For tropical lilies, long periods below about 10°C (50°F) water can shut them down, and leaving them outdoors without protection through a hard winter can mean they do not recover. If you are dealing with a tropical lily, confirm whether it was stored indoors warm enough after frost, then inspect the crown for firmness and buds.
What should I do if it is spring but my hardy water lily still has no new leaves?
Not always. A lily can be below 60°F and still push something later, but if spring water is staying warm and you still see no buds or firmness at the crown, that suggests either rot or a failed overwintering. At that point, inspect the rhizome and remove any soft tissue.
Can dead leaves left in the pond cause problems for my lily during winter?
Yes. If fading leaves are left to decay through winter, they add nutrients, increase bacterial activity, and can lower oxygen near the bottom where roots are. The safer approach is to remove dying foliage before the pond fully cools and dormancy sets in.
How exactly do I check for crown rot on a dormant water lily?
Use a gentle squeeze test and look at the crown. Dormant but healthy tissue is firm, pale green to tan, and has visible tight growth points. Soft, jelly-like, translucent brown tissue or a rotten smell indicates crown rot rather than normal winter dormancy.
Could poor sunlight be why my lily does not make new leaves after winter?

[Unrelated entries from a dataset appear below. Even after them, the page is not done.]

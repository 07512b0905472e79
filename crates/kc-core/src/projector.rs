//! Replay of an ordered event sequence into current state.

use std::collections::BTreeMap;

use chrono::{DateTime, Utc};

use crate::event::{Event, Operation, SecretId};

/// A live secret as seen after replay.
#[derive(Debug, Clone, PartialEq, Eq)]
pub struct StateEntry {
    pub namespace: String,
    pub key: String,
    /// Encoded `EncryptedToken` from the winning `set`
    pub value_token: String,
    pub timestamp: DateTime<Utc>,
}

/// Mapping `namespace:key → entry`. Never persisted.
#[derive(Debug, Clone, Default, PartialEq, Eq)]
pub struct CurrentState {
    entries: BTreeMap<String, StateEntry>,
}

impl CurrentState {
    pub fn get(&self, id: &SecretId) -> Option<&StateEntry> {
        self.entries.get(&id.to_string())
    }

    pub fn contains(&self, id: &SecretId) -> bool {
        self.entries.contains_key(&id.to_string())
    }

    /// Identifiers in ascending order, optionally restricted to a prefix.
    pub fn ids(&self, prefix: Option<&str>) -> Vec<String> {
        self.entries
            .keys()
            .filter(|id| prefix.map_or(true, |p| id.starts_with(p)))
            .cloned()
            .collect()
    }

    pub fn iter(&self) -> impl Iterator<Item = (&String, &StateEntry)> {
        self.entries.iter()
    }

    pub fn len(&self) -> usize {
        self.entries.len()
    }

    pub fn is_empty(&self) -> bool {
        self.entries.is_empty()
    }
}

/// Replay `events` left to right.
///
/// `set` inserts or overwrites, `delete` removes if present. Pure: equal
/// inputs always give equal state.
pub fn project(events: &[Event]) -> CurrentState {
    let mut state = CurrentState::default();

    for event in events {
        match event.op {
            Operation::Set => {
                // Unvalidated set records carry no token and cannot become live.
                let Some(token) = event.val.as_ref() else {
                    continue;
                };
                state.entries.insert(
                    event.id(),
                    StateEntry {
                        namespace: event.ns.clone(),
                        key: event.key.clone(),
                        value_token: token.clone(),
                        timestamp: event.ts,
                    },
                );
            }
            Operation::Delete => {
                state.entries.remove(&event.id());
            }
        }
    }

    state
}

Light matters most for recovery in spring. Even if temperatures rise, a shaded pond, heavy overhanging trees, or a low-sun winter setup can delay growth. If your lily historically struggles, remove shade sources where possible and ensure it gets direct sun for most of the day during the growing season.
When should I intervene, and when should I just wait during winter?
Usually no. Water lilies are designed to pause growth as day length shortens and temperatures drop. The practical next step is to stop disturbing the plant early, confirm water temperature, and only intervene when you see rot signs or when spring conditions remain ideal but growth still does not start.
Can pot placement in a pond affect whether my lily leaves appear in spring?
Yes. If the lily is potted, confirm that the water depth around the pot does not create overly cold pockets, and that the pot is not trapped in a shaded, still corner of the pond. Cold, low-oxygen pockets can slow or prevent leaf emergence even when the rest of the pond is warming.